TASK REQUIREMENTS: What is needed is an exact copy of the data that follows.

GIVEN RECORDS:
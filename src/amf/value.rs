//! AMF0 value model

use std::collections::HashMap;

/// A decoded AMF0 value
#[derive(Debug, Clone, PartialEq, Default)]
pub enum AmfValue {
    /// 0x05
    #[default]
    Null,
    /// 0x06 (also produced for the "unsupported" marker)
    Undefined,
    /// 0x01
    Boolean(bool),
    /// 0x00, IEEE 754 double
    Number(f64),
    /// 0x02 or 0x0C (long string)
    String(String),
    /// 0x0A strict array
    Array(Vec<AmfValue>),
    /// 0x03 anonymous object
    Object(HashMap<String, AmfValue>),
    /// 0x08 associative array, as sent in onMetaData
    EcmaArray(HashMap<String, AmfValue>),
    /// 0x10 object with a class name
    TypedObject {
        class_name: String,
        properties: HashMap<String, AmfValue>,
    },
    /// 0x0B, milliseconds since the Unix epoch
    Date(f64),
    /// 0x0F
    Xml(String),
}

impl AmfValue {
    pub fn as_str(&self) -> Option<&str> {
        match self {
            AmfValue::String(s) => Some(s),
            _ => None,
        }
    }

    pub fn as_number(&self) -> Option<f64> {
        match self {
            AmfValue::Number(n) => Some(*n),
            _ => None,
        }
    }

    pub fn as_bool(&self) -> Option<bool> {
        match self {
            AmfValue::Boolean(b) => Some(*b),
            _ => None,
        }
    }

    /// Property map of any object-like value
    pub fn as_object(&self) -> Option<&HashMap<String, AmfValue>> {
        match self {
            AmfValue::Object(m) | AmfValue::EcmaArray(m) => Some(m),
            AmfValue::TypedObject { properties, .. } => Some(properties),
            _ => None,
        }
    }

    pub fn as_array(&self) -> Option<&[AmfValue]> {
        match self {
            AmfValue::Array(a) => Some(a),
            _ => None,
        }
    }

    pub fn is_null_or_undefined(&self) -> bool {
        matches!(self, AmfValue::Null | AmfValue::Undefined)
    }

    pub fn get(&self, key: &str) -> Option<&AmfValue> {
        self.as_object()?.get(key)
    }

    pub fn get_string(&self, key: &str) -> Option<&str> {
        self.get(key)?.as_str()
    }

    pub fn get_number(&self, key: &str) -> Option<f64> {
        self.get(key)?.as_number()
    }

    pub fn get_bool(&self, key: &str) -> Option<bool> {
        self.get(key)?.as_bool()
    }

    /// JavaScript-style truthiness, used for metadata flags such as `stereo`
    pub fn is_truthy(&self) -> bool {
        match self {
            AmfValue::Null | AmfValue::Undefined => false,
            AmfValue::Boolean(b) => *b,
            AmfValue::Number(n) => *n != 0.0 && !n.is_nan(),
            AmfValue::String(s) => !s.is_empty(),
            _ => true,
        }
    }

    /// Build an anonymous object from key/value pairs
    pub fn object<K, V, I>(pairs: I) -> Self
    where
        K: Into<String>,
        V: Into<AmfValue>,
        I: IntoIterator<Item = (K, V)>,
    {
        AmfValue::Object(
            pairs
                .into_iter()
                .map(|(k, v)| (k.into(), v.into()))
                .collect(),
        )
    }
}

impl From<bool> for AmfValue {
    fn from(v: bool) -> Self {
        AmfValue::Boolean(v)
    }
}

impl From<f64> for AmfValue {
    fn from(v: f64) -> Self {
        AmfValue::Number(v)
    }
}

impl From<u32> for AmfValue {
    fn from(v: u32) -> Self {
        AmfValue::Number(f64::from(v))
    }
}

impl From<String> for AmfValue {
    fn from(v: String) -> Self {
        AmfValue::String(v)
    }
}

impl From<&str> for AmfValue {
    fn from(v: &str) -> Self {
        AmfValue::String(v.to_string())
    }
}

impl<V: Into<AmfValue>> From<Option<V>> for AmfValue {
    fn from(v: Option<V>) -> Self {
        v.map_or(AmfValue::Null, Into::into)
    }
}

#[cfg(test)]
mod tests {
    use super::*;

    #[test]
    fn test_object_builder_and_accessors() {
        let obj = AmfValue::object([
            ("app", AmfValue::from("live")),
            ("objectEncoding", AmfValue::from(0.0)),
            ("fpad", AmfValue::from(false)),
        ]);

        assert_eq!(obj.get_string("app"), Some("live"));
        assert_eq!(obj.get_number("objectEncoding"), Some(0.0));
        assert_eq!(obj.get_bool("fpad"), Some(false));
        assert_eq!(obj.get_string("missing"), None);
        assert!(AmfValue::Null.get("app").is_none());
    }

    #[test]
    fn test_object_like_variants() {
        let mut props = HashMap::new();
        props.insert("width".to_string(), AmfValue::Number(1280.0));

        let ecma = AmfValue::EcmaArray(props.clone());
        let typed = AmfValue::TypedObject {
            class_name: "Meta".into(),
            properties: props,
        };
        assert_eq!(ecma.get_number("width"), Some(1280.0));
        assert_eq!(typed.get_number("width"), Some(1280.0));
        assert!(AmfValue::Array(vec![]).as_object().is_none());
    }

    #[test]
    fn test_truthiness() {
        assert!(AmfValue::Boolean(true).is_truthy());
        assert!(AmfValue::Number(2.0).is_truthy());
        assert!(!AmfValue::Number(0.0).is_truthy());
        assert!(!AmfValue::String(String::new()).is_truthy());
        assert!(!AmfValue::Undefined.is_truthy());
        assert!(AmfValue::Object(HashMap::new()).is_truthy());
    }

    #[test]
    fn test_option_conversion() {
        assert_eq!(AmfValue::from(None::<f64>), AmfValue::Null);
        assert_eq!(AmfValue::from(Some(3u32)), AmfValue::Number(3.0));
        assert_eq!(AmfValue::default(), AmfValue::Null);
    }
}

EXERCISE OUTPUT:
filename src/amf/value.rs
//! AMF0 value model

use std::collections::HashMap;

/// A decoded AMF0 value
#[derive(Debug, Clone, PartialEq, Default)]
pub enum AmfValue {
    /// 0x05
    #[default]
    Null,
    /// 0x06 (also produced for the "unsupported" marker)
    Undefined,
    /// 0x01
    Boolean(bool),
    /// 0x00, IEEE 754 double
    Number(f64),
    /// 0x02 or 0x0C (long string)
    String(String),
    /// 0x0A strict array
    Array(Vec<AmfValue>),
    /// 0x03 anonymous object
    Object(HashMap<String, AmfValue>),
    /// 0x08 associative array, as sent in onMetaData
    EcmaArray(HashMap<String, AmfValue>),
    /// 0x10 object with a class name
    TypedObject {
        class_name: String,
        properties: HashMap<String, AmfValue>,
    },
    /// 0x0B, milliseconds since the Unix epoch
    Date(f64),
    /// 0x0F
    Xml(String),
}

impl AmfValue {
    pub fn as_str(&self) -> Option<&str> {
        match self {
            AmfValue::String(s) => Some(s),
            _ => None,
        }
    }

    pub fn as_number(&self) -> Option<f64> {
        match self {
            AmfValue::Number(n) => Some(*n),
            _ => None,
        }
    }

    pub fn as_bool(&self) -> Option<bool> {
        match self {
            AmfValue::Boolean(b) => Some(*b),
            _ => None,
        }
    }

    /// Property map of any object-like value
    pub fn as_object(&self) -> Option<&HashMap<String, AmfValue>> {
        match self {
            AmfValue::Object(m) | AmfValue::EcmaArray(m) => Some(m),
            AmfValue::TypedObject { properties, .. } => Some(properties),
            _ => None,
        }
    }

    pub fn as_array(&self) -> Option<&[AmfValue]> {
        match self {
            AmfValue::Array(a) => Some(a),
            _ => None,
        }
    }

    pub fn is_null_or_undefined(&self) -> bool {
        matches!(self, AmfValue::Null | AmfValue::Undefined)
    }

    pub fn get(&self, key: &str) -> Option<&AmfValue> {
        self.as_object()?.get(key)
    }

    pub fn get_string(&self, key: &str) -> Option<&str> {
        self.get(key)?.as_str()
    }

    pub fn get_number(&self, key: &str) -> Option<f64> {
        self.get(key)?.as_number()
    }

    pub fn get_bool(&self, key: &str) -> Option<bool> {
        self.get(key)?.as_bool()
    }

    /// JavaScript-style truthiness, used for metadata flags such as `stereo`
    pub fn is_truthy(&self) -> bool {
        match self {
            AmfValue::Null | AmfValue::Undefined => false,
            AmfValue::Boolean(b) => *b,
            AmfValue::Number(n) => *n != 0.0 && !n.is_nan(),
            AmfValue::String(s) => !s.is_empty(),
            _ => true,
        }
    }

    /// Build an anonymous object from key/value pairs
    pub fn object<K, V, I>(pairs: I) -> Self
    where
        K: Into<String>,
        V: Into<AmfValue>,
        I: IntoIterator<Item = (K, V)>,
    {
        AmfValue::Object(
            pairs
                .into_iter()
                .map(|(k, v)| (k.into(), v.into()))
                .collect(),
        )
    }
}

impl From<bool> for AmfValue {
    fn from(v: bool) -> Self {
        AmfValue::Boolean(v)
    }
}

impl From<f64> for AmfValue {
    fn from(v: f64) -> Self {
        AmfValue::Number(v)
    }
}

impl From<u32> for AmfValue {
    fn from(v: u32) -> Self {
        AmfValue::Number(f64::from(v))
    }
}

impl From<String> for AmfValue {
    fn from(v: String) -> Self {
        AmfValue::String(v)
    }
}

impl From<&str> for AmfValue {
    fn from(v: &str) -> Self {
        AmfValue::String(v.to_string())
    }
}

impl<V: Into<AmfValue>> From<Option<V>> for AmfValue {
    fn from(v: Option<V>) -> Self {
        v.map_or(AmfValue::Null, Into::into)
    }
}

#[cfg(test)]
mod tests {
    use super::*;

    #[test]
    fn test_object_builder_and_accessors() {
        let obj = AmfValue::object([
            ("app", AmfValue::from("live")),
            ("objectEncoding", AmfValue::from(0.0)),
            ("fpad", AmfValue::from(false)),
        ]);

        assert_eq!(obj.get_string("app"), Some("live"));
        assert_eq!(obj.get_number("objectEncoding"), Some(0.0));
        assert_eq!(obj.get_bool("fpad"), Some(false));
        assert_eq!(obj.get_string("missing"), None);
        assert!(AmfValue::Null.get("app").is_none());
    }

    #[test]
    fn test_object_like_variants() {
        let mut props = HashMap::new();
        props.insert("width".to_string(), AmfValue::Number(1280.0));

        let ecma = AmfValue::EcmaArray(props.clone());
        let typed = AmfValue::TypedObject {
            class_name: "Meta".into(),
            properties: props,
        };
        assert_eq!(ecma.get_number("width"), Some(1280.0));
        assert_eq!(typed.get_number("width"), Some(1280.0));
        assert!(AmfValue::Array(vec![]).as_object().is_none());
    }

    #[test]
    fn test_truthiness() {
        assert!(AmfValue::Boolean(true).is_truthy());
        assert!(AmfValue::Number(2.0).is_truthy());
        assert!(!AmfValue::Number(0.0).is_truthy());
        assert!(!AmfValue::String(String::new()).is_truthy());
        assert!(!AmfValue::Undefined.is_truthy());
        assert!(AmfValue::Object(HashMap::new()).is_truthy());
    }

    #[test]
    fn test_option_conversion() {
        assert_eq!(AmfValue::from(None::<f64>), AmfValue::Null);
        assert_eq!(AmfValue::from(Some(3u32)), AmfValue::Number(3.0));
        assert_eq!(AmfValue::default(), AmfValue::Null);
    }
}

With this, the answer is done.